The forward line was his domain and he always patrolled it with one eye on the goals.
But this year the spark is missing and the goals have dried up, replaced by a look of frustration when the ball hasn't bounced his way.
Coach Mark Thompson has tried Burns further up the field in a bid to work him into form and while it's been acknowledged that he has started doing the team things, his return remains below expectations.
Thompson admitted as much in his post-match press conference after the Kangaroos loss, saying he had been ``pretty patient'' and that he would sit down and talk with Burns during the week.
The suggestion is that Burns' position in the senior line-up will come under pressure but that will be measured against his value in opposition team planning and the fact he is generally assigned a premier defender.
He may also win a reprieve with the injury to another key opportunistic forward, Aaron Lord, who injured his abductor muscle at training last Thursday and remains in doubt.

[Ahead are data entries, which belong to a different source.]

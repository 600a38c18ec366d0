use serde::{Deserialize, Serialize};
use std::path::{Path, PathBuf};

use crate::data::Quarter;
use crate::scoring::{FactorWeight, SessionWeights, WeightRange};
use crate::tui::theme::ThemeMode;

/// Top-level configuration.
///
/// Every field is optional; an empty file is the built-in Daegu setup.
///
/// Example YAML:
/// ```yaml
/// data:
///   districts_csv: daegu_crime_data.csv
///   districts_geojson: daegu_map.geojson
/// risk_factors:
///   - { name: "유흥업소 수", weight: 0.05 }
/// safety_factors:
///   - { name: "생활방범 CCTV 수", weight: 0.4 }
/// weights: { min: 0.0, max: 0.5, step: 0.01 }
/// trend_cutoff: "2024 2분기"
/// ```
#[derive(Debug, Clone, Deserialize, Serialize, PartialEq)]
#[serde(deny_unknown_fields)]
pub struct Config {
    #[serde(default)]
    pub data: DataConfig,

    #[serde(default = "default_risk_factors")]
    pub risk_factors: Vec<FactorWeight>,

    #[serde(default = "default_safety_factors")]
    pub safety_factors: Vec<FactorWeight>,

    #[serde(default)]
    pub weights: WeightRange,

    /// First quarter shown in the arrest-rate series.
    #[serde(default = "default_trend_cutoff")]
    pub trend_cutoff: String,

    /// Districts per pattern profile.
    #[serde(default = "default_pattern_size")]
    pub pattern_size: usize,

    #[serde(default)]
    pub theme: ThemeMode,
}

impl Default for Config {
    fn default() -> Self {
        Self {
            data: DataConfig::default(),
            risk_factors: default_risk_factors(),
            safety_factors: default_safety_factors(),
            weights: WeightRange::default(),
            trend_cutoff: default_trend_cutoff(),
            pattern_size: default_pattern_size(),
            theme: ThemeMode::default(),
        }
    }
}

impl Config {
    /// Every configured factor name, risk first.
    pub fn factor_names(&self) -> Vec<&str> {
        self.risk_factors
            .iter()
            .chain(&self.safety_factors)
            .map(|f| f.name.as_str())
            .collect()
    }

    /// Fresh session weights from the configured defaults.
    pub fn default_weights(&self) -> SessionWeights {
        SessionWeights::from_defaults(&self.risk_factors, &self.safety_factors, &self.weights)
    }

    /// Parsed trend cutoff. Falls back to 2024 Q2 if the configured label
    /// does not parse; validation reports that case separately.
    pub fn trend_cutoff(&self) -> Quarter {
        self.trend_cutoff
            .parse()
            .unwrap_or_else(|_| Quarter::new(2024, 2))
    }

    /// Make relative data paths relative to `base`.
    pub fn resolve_paths(&mut self, base: &Path) {
        let data = &mut self.data;
        for path in [
            &mut data.districts_csv,
            &mut data.districts_geojson,
            &mut data.trend_csv,
            &mut data.population_csv,
        ] {
            if path.is_relative() {
                *path = base.join(&*path);
            }
        }
    }
}

/// Input files and the column names read from them.
#[derive(Debug, Clone, Deserialize, Serialize, PartialEq)]
#[serde(deny_unknown_fields)]
pub struct DataConfig {
    #[serde(default = "default_districts_csv")]
    pub districts_csv: PathBuf,

    #[serde(default = "default_districts_geojson")]
    pub districts_geojson: PathBuf,

    /// Quarterly trend table, exported to CSV.
    #[serde(default = "default_trend_csv")]
    pub trend_csv: PathBuf,

    #[serde(default = "default_population_csv")]
    pub population_csv: PathBuf,

    #[serde(default)]
    pub columns: ColumnConfig,
}

impl Default for DataConfig {
    fn default() -> Self {
        Self {
            districts_csv: default_districts_csv(),
            districts_geojson: default_districts_geojson(),
            trend_csv: default_trend_csv(),
            population_csv: default_population_csv(),
            columns: ColumnConfig::default(),
        }
    }
}

#[derive(Debug, Clone, Deserialize, Serialize, PartialEq)]
#[serde(deny_unknown_fields, default)]
pub struct ColumnConfig {
    pub district_key: String,
    pub subtotal_label: String,
    pub crime_count: String,
    pub geo_name_property: String,
    pub trend_crime_delta: String,
    pub trend_arrest_rate: String,
    pub population_crime_region: String,
    pub population_crime_count: String,
    pub population_region: String,
    pub population: String,
}

impl Default for ColumnConfig {
    fn default() -> Self {
        Self {
            district_key: "행정동".to_string(),
            subtotal_label: "소계".to_string(),
            crime_count: "범죄발생수(유동인구기준)".to_string(),
            geo_name_property: "adm_nm".to_string(),
            trend_crime_delta: "전년동분기 대비 발생건수 증감(건)".to_string(),
            trend_arrest_rate: "발생건수대비 검거건수(%)".to_string(),
            population_crime_region: "지역".to_string(),
            population_crime_count: "범죄발생수".to_string(),
            population_region: "지역.1".to_string(),
            population: "인구수".to_string(),
        }
    }
}

fn default_districts_csv() -> PathBuf {
    PathBuf::from("daegu_crime_data.csv")
}

fn default_districts_geojson() -> PathBuf {
    PathBuf::from("daegu_map.geojson")
}

fn default_trend_csv() -> PathBuf {
    PathBuf::from("범죄율 증감.csv")
}

fn default_population_csv() -> PathBuf {
    PathBuf::from("인구수범죄수상관관계.csv")
}

fn default_trend_cutoff() -> String {
    "2024 2분기".to_string()
}

fn default_pattern_size() -> usize {
    6
}

pub fn default_risk_factors() -> Vec<FactorWeight> {
    vec![
        FactorWeight::new("유흥업소 수", 0.05),
        FactorWeight::new("초등학교 수", 0.04),
        FactorWeight::new("중,고등학교 수", 0.03),
        FactorWeight::new("요리 주점", 0.02),
        FactorWeight::new("등록인구", 0.50),
        FactorWeight::new("여성비율", 0.10),
        FactorWeight::new("외국인비율", 0.05),
    ]
}

pub fn default_safety_factors() -> Vec<FactorWeight> {
    vec![
        FactorWeight::new("치안기관", 0.25),
        FactorWeight::new("어린이용 CCTV 수", 0.20),
        FactorWeight::new("안전비상벨 수", 0.20),
        FactorWeight::new("기타 CCTV 수", 0.05),
        FactorWeight::new("시설물 CCTV 수", 0.10),
        FactorWeight::new("가로등 수", 0.06),
        FactorWeight::new("보안등 수", 0.06),
        FactorWeight::new("생활방범 CCTV 수", 0.40),
    ]
}

#[cfg(test)]
mod tests {
    use super::*;

    #[test]
    fn test_empty_yaml_is_defaults() {
        let config: Config = serde_saphyr::from_str("{}").unwrap();
        assert_eq!(config, Config::default());
        assert_eq!(config.risk_factors.len(), 7);
        assert_eq!(config.safety_factors.len(), 8);
        assert_eq!(config.pattern_size, 6);
    }

    #[test]
    fn test_partial_yaml() {
        let yaml = r#"
risk_factors:
  - { name: bars, weight: 0.2 }
safety_factors: []
weights:
  max: 1.0
data:
  districts_csv: /srv/data/x.csv
  columns:
    district_key: dong
"#;
        let config: Config = serde_saphyr::from_str(yaml).unwrap();
        assert_eq!(config.factor_names(), vec!["bars"]);
        assert_eq!(config.weights.max, 1.0);
        assert_eq!(config.weights.step, 0.01);
        assert_eq!(config.data.columns.district_key, "dong");
        assert_eq!(config.data.columns.subtotal_label, "소계");
        assert_eq!(config.data.districts_geojson, PathBuf::from("daegu_map.geojson"));
    }

    #[test]
    fn test_unknown_field_rejected() {
        let result: Result<Config, _> = serde_saphyr::from_str("queries: []\n");
        assert!(result.is_err());
    }

    #[test]
    fn test_resolve_paths() {
        let mut config = Config::default();
        config.data.population_csv = PathBuf::from("/abs/pop.csv");
        config.resolve_paths(Path::new("/home/me/data"));
        assert_eq!(config.data.districts_csv, PathBuf::from("/home/me/data/daegu_crime_data.csv"));
        assert_eq!(config.data.population_csv, PathBuf::from("/abs/pop.csv"));
    }

    #[test]
    fn test_default_weights_and_cutoff() {
        let config = Config::default();
        let weights = config.default_weights();
        assert_eq!(weights.risk.get("등록인구"), Some(0.5));
        assert_eq!(weights.safety.get("생활방범 CCTV 수"), Some(0.4));
        assert_eq!(config.trend_cutoff(), Quarter::new(2024, 2));
    }
}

Burns' tackling has been a feature o f his game this year, the seventh highest in the club at 38, but on the debit side he has given away 16 free kicks, the second worst in the side behind Steven King.
He is averaging just under five kicks a game, a couple of marks, just over four handballs and has kicked 14 goals from his 15 matches. They are not the sort of glowing statistics one would expect from one of the club's top 10 players but with the club struggling to consolidate its place in the top eight, now is the time for Burns to repay the faith the match committee has had in him so far this year.